# RQ4: To what extent can Machine Learning/NLP models identify the sensemaking aspect of feedback?

## Part 3: Using DistilBERT To Identify Sensemaking

In part 3 of RQ4, we are going to use a deep learning algorithm called DistilBERT to train a model to identify the sensemaking component in the feedback text. This uncased DistilBERT model was provided by the Hugging Face AI community. It was customised here to serve the needs of the sensemaking classifications in this study. Reference: [Text Classification](https://huggingface.co/docs/transformers/tasks/sequence_classification)

### 1. Loading the Initial Libraries and the Dataset

First, we need to load the initial set of libraries and the feedback data to be used in training the model.

In [None]:
# Installing the desired versions of the transformers and accelerate libraries
# Note: If using a Kaggle notebook, restart the kernel and clear the outputs after this step
! pip install -U git+https://github.com/huggingface/transformers.git
! pip install -U git+https://github.com/huggingface/accelerate.git

In [1]:
# Importing the initial libraries
import pandas as pd
import re
from sklearn.model_selection import train_test_split
import warnings
warnings.filterwarnings('ignore')
import nltk
nltk.download('punkt')
nltk.download('stopwords')

[nltk_data] Downloading package punkt to /usr/share/nltk_data...
[nltk_data]   Package punkt is already up-to-date!
[nltk_data] Downloading package stopwords to /usr/share/nltk_data...
[nltk_data]   Package stopwords is already up-to-date!


True

We can use the `Pandas` library to load the feedback data into a dataframe.

In [2]:
# Loading the data with the Pandas library
data = pd.read_csv('./LabelledFeedback/stage2.csv')

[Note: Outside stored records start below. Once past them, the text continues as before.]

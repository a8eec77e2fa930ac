//! End-to-end tests for the transport send loop against a local mock server.

use httpmock::prelude::*;
use ocular_common::{AppOutput, Config, Error, RunningSession, SessionStartInfo};
use ocular_transport::{MatchWindowData, RenderingInfo, ResourceRef, ServerClient};
use std::sync::Arc;
use std::time::Duration;

fn test_config(server: &MockServer) -> Config {
    let mut config = Config::default();
    config.api_key = "test-key".to_string();
    config.server_url = server.base_url();
    config
}

fn start_info() -> SessionStartInfo {
    SessionStartInfo {
        app_id_or_name: "my app".to_string(),
        scenario_id_or_name: "my test".to_string(),
        ..Default::default()
    }
}

fn session() -> RunningSession {
    RunningSession {
        id: "sess-1".to_string(),
        is_new: false,
        url: None,
        batch_id: None,
        baseline_id: None,
        session_id: None,
    }
}

fn match_data() -> MatchWindowData {
    MatchWindowData {
        app_output: AppOutput::default(),
        ..Default::default()
    }
}

#[tokio::test]
async fn start_session_created_implies_new_baseline() {
    let server = MockServer::start_async().await;
    let mock = server
        .mock_async(|when, then| {
            when.method(POST)
                .path("/api/sessions/running")
                .query_param("apiKey", "test-key");
            then.status(201)
                .json_body(serde_json::json!({"id": "sess-1", "url": "http://r/1"}));
        })
        .await;

    let client = ServerClient::new(test_config(&server)).unwrap();
    let session = client.start_session(&start_info()).await.unwrap();

    mock.assert_async().await;
    assert_eq!(session.id, "sess-1");
    assert!(session.is_new);
}

#[tokio::test]
async fn start_session_ok_keeps_existing_baseline() {
    let server = MockServer::start_async().await;
    server
        .mock_async(|when, then| {
            when.method(POST).path("/api/sessions/running");
            then.status(200)
                .json_body(serde_json::json!({"id": "sess-2", "isNew": false}));
        })
        .await;

    let client = ServerClient::new(test_config(&server)).unwrap();
    let session = client.start_session(&start_info()).await.unwrap();
    assert!(!session.is_new);
}

#[tokio::test]
async fn long_request_polls_until_ok() {
    let server = MockServer::start_async().await;
    server
        .mock_async(|when, then| {
            when.method(POST).path("/api/sessions/running");
            then.status(202).header("location", &server.url("/poll/1"));
        })
        .await;
    let first_poll = server
        .mock_async(|when, then| {
            when.method(GET).path("/poll/1");
            then.status(202).header("location", &server.url("/poll/2"));
        })
        .await;
    let second_poll = server
        .mock_async(|when, then| {
            when.method(GET).path("/poll/2");
            then.status(200)
                .json_body(serde_json::json!({"id": "sess-3", "isNew": true}));
        })
        .await;

    let client = ServerClient::new(test_config(&server)).unwrap();
    let session = client.start_session(&start_info()).await.unwrap();

    first_poll.assert_async().await;
    second_poll.assert_async().await;
    assert_eq!(session.id, "sess-3");
    assert!(session.is_new);
}

#[tokio::test]
async fn long_request_created_takes_result_hop() {
    let server = MockServer::start_async().await;
    server
        .mock_async(|when, then| {
            when.method(DELETE).path("/api/sessions/running/sess-1");
            then.status(202).header("location", &server.url("/poll/done"));
        })
        .await;
    server
        .mock_async(|when, then| {
            when.method(GET).path("/poll/done");
            then.status(201).header("location", &server.url("/result/done"));
        })
        .await;
    let result = server
        .mock_async(|when, then| {
            when.method(DELETE).path("/result/done");
            then.status(200).json_body(serde_json::json!({
                "name": "my test",
                "appName": "my app",
                "status": "Passed",
                "matches": 1
            }));
        })
        .await;

    let client = ServerClient::new(test_config(&server)).unwrap();
    let results = client
        .stop_session(&session(), false, false, false)
        .await
        .unwrap();

    result.assert_async().await;
    assert_eq!(results.matches, 1);
    assert!(results.is_passed());
}

#[tokio::test]
async fn long_request_gone_is_terminal() {
    let server = MockServer::start_async().await;
    server
        .mock_async(|when, then| {
            when.method(POST).path("/api/sessions/running");
            then.status(202).header("location", &server.url("/poll/gone"));
        })
        .await;
    server
        .mock_async(|when, then| {
            when.method(GET).path("/poll/gone");
            then.status(410);
        })
        .await;

    let client = ServerClient::new(test_config(&server)).unwrap();
    let err = client.start_session(&start_info()).await.unwrap_err();
    assert!(matches!(err, Error::ServerGone));
}

#[tokio::test]
async fn unauthorized_fails_without_retry() {
    let server = MockServer::start_async().await;
    let mock = server
        .mock_async(|when, then| {
            when.method(POST).path("/api/sessions/running");
            then.status(401);
        })
        .await;

    let client = ServerClient::new(test_config(&server)).unwrap();
    let err = client.start_session(&start_info()).await.unwrap_err();

    assert!(matches!(err, Error::IncorrectApiKey));
    assert_eq!(mock.hits_async().await, 1);
}

#[tokio::test]
async fn transient_failure_retries_then_succeeds() {
    let server = MockServer::start_async().await;
    let failing = server
        .mock_async(|when, then| {
            when.method(POST).path("/api/sessions/running");
            then.status(500);
        })
        .await;

    let client = Arc::new(ServerClient::new(test_config(&server)).unwrap());
    let task = {
        let client = Arc::clone(&client);
        tokio::spawn(async move { client.start_session(&start_info()).await })
    };

    // Swap in a healthy response while the client waits out the retry delay.
    tokio::time::sleep(Duration::from_millis(100)).await;
    failing.delete_async().await;
    server
        .mock_async(|when, then| {
            when.method(POST).path("/api/sessions/running");
            then.status(200)
                .json_body(serde_json::json!({"id": "sess-4", "isNew": false}));
        })
        .await;

    let session = task.await.unwrap().unwrap();
    assert_eq!(session.id, "sess-4");
}

#[tokio::test]
async fn concurrency_block_backs_off_and_resubmits() {
    let server = MockServer::start_async().await;
    let blocked = server
        .mock_async(|when, then| {
            when.method(POST).path("/api/sessions/running");
            then.status(503);
        })
        .await;

    let client = Arc::new(ServerClient::new(test_config(&server)).unwrap());
    let task = {
        let client = Arc::clone(&client);
        tokio::spawn(async move { client.start_session(&start_info()).await })
    };

    // First backoff step is two seconds; free a slot in the meantime.
    tokio::time::sleep(Duration::from_millis(500)).await;
    let hits = blocked.hits_async().await;
    assert_eq!(hits, 1);
    blocked.delete_async().await;
    server
        .mock_async(|when, then| {
            when.method(POST).path("/api/sessions/running");
            then.status(200)
                .json_body(serde_json::json!({"id": "sess-5", "isNew": false}));
        })
        .await;

    let session = task.await.unwrap().unwrap();
    assert_eq!(session.id, "sess-5");
}

#[tokio::test]
async fn retry_budget_exhaustion_surfaces_last_status() {
    let server = MockServer::start_async().await;
    let mock = server
        .mock_async(|when, then| {
            when.method(DELETE).path("/api/sessions/batches/b1/close/bypointerid");
            then.status(502);
        })
        .await;

    let client = ServerClient::new(test_config(&server)).unwrap();
    let err = client.delete_batch_sessions("b1").await.unwrap_err();

    assert!(matches!(err, Error::Request { .. }));
    // One initial attempt plus five retries.
    assert_eq!(mock.hits_async().await, 6);
}

#[tokio::test]
async fn match_and_close_falls_back_on_missing_endpoint() {
    let server = MockServer::start_async().await;
    let combined = server
        .mock_async(|when, then| {
            when.method(POST).path("/api/sessions/running/sess-1/matchandend");
            then.status(404);
        })
        .await;
    let plain_match = server
        .mock_async(|when, then| {
            when.method(POST).path("/api/sessions/running/sess-1");
            then.status(200)
                .json_body(serde_json::json!({"asExpected": true}));
        })
        .await;
    let stop = server
        .mock_async(|when, then| {
            when.method(DELETE).path("/api/sessions/running/sess-1");
            then.status(200).json_body(serde_json::json!({
                "name": "my test",
                "appName": "my app",
                "status": "Passed"
            }));
        })
        .await;

    let client = ServerClient::new(test_config(&server)).unwrap();
    let results = client
        .match_window_and_close(&session(), &match_data())
        .await
        .unwrap();
    assert!(results.is_passed());
    combined.assert_async().await;

    // The missing endpoint is remembered; the second call skips the probe.
    client
        .match_window_and_close(&session(), &match_data())
        .await
        .unwrap();
    assert_eq!(combined.hits_async().await, 1);
    assert_eq!(plain_match.hits_async().await, 2);
    assert_eq!(stop.hits_async().await, 2);
}

#[tokio::test]
async fn match_and_close_uses_combined_endpoint_when_available() {
    let server = MockServer::start_async().await;
    let combined = server
        .mock_async(|when, then| {
            when.method(POST).path("/api/sessions/running/sess-1/matchandend");
            then.status(200).json_body(serde_json::json!({
                "name": "my test",
                "appName": "my app",
                "status": "Unresolved",
                "isNew": false,
                "mismatches": 1
            }));
        })
        .await;

    let client = ServerClient::new(test_config(&server)).unwrap();
    let results = client
        .match_window_and_close(&session(), &match_data())
        .await
        .unwrap();

    combined.assert_async().await;
    assert_eq!(results.mismatches, 1);
    assert!(!results.is_passed());
}

#[tokio::test]
async fn render_endpoints_carry_auth_token() {
    let server = MockServer::start_async().await;
    let put = server
        .mock_async(|when, then| {
            when.method(PUT)
                .path("/resources/sha256/abc123")
                .header("x-auth-token", "render-token");
            then.status(200);
        })
        .await;
    let exists = server
        .mock_async(|when, then| {
            when.method(POST)
                .path("/resources/query/resources-exist/")
                .header("x-auth-token", "render-token");
            then.status(200).json_body(serde_json::json!([true, false]));
        })
        .await;

    let client = ServerClient::new(test_config(&server)).unwrap();
    client.set_rendering_info(RenderingInfo {
        service_url: server.base_url(),
        access_token: "render-token".to_string(),
        results_url: String::new(),
        stitching_service_url: None,
    });

    client
        .put_resource("abc123", "text/css", b"body{}".to_vec())
        .await
        .unwrap();
    let present = client
        .check_resources(&[ResourceRef::sha256("abc123", "text/css"), ResourceRef::sha256("def", "image/png")])
        .await
        .unwrap();

    put.assert_async().await;
    exists.assert_async().await;
    assert_eq!(present, vec![true, false]);
}

#[tokio::test]
async fn render_info_is_cached_after_first_fetch() {
    let server = MockServer::start_async().await;
    let mock = server
        .mock_async(|when, then| {
            when.method(GET).path("/api/sessions/renderinfo");
            then.status(200).json_body(serde_json::json!({
                "serviceUrl": "https://render.example",
                "accessToken": "tok",
                "resultsUrl": "https://results.example/__random__"
            }));
        })
        .await;

    let client = ServerClient::new(test_config(&server)).unwrap();
    let first = client.render_info().await.unwrap();
    let second = client.render_info().await.unwrap();

    assert_eq!(mock.hits_async().await, 1);
    assert_eq!(first.service_url, second.service_url);
    assert_eq!(first.access_token, "tok");
}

# Isolating the required columns
data = data[['SentenceScoreRem', 'Rubric']]

# Checking the loaded data
data.head()

Unnamed: 0,SentenceScoreRem,Rubric
0,Yuejing more in depth analysis is required and...,Sensemaking 1&Impact 1
1,﻿Team 1 requested to re-do their workbook 3 to...,Impact 1
2,The team submitted the workbook 23 days after ...,Sensemaking 2
3,Risk assessment and report needs work as discu...,Sensemaking 1
4,"""Good effort, Please refer to detailed feedbac...",Agency 2&Agency 1


### 2. Cleaning the Text and Creating the Target Variable

Although Hugging Face's DistilBERT technique also has its own tokenization technique, we can help it along with some preliminary cleaning using the `NLTK` library.

In [3]:
# Defining a function to clean the feedback text
def clean_text(text):

    # Converting the characters of the text to lowercase form
    text = re.sub(r'[^a-zA-Z]', ' ', text.lower())

    # Tokenizing the text
    tokens = nltk.word_tokenize(text)

    # Loading the stopwords from the NLTK corpus
    stopwords = nltk.corpus.stopwords.words('english')

    # Removing the stop words from the tokenized text
    filtered_tokens = [token for token in tokens if token not in stopwords]

    # Joining the tokens
    clean_text = ' '.join(filtered_tokens)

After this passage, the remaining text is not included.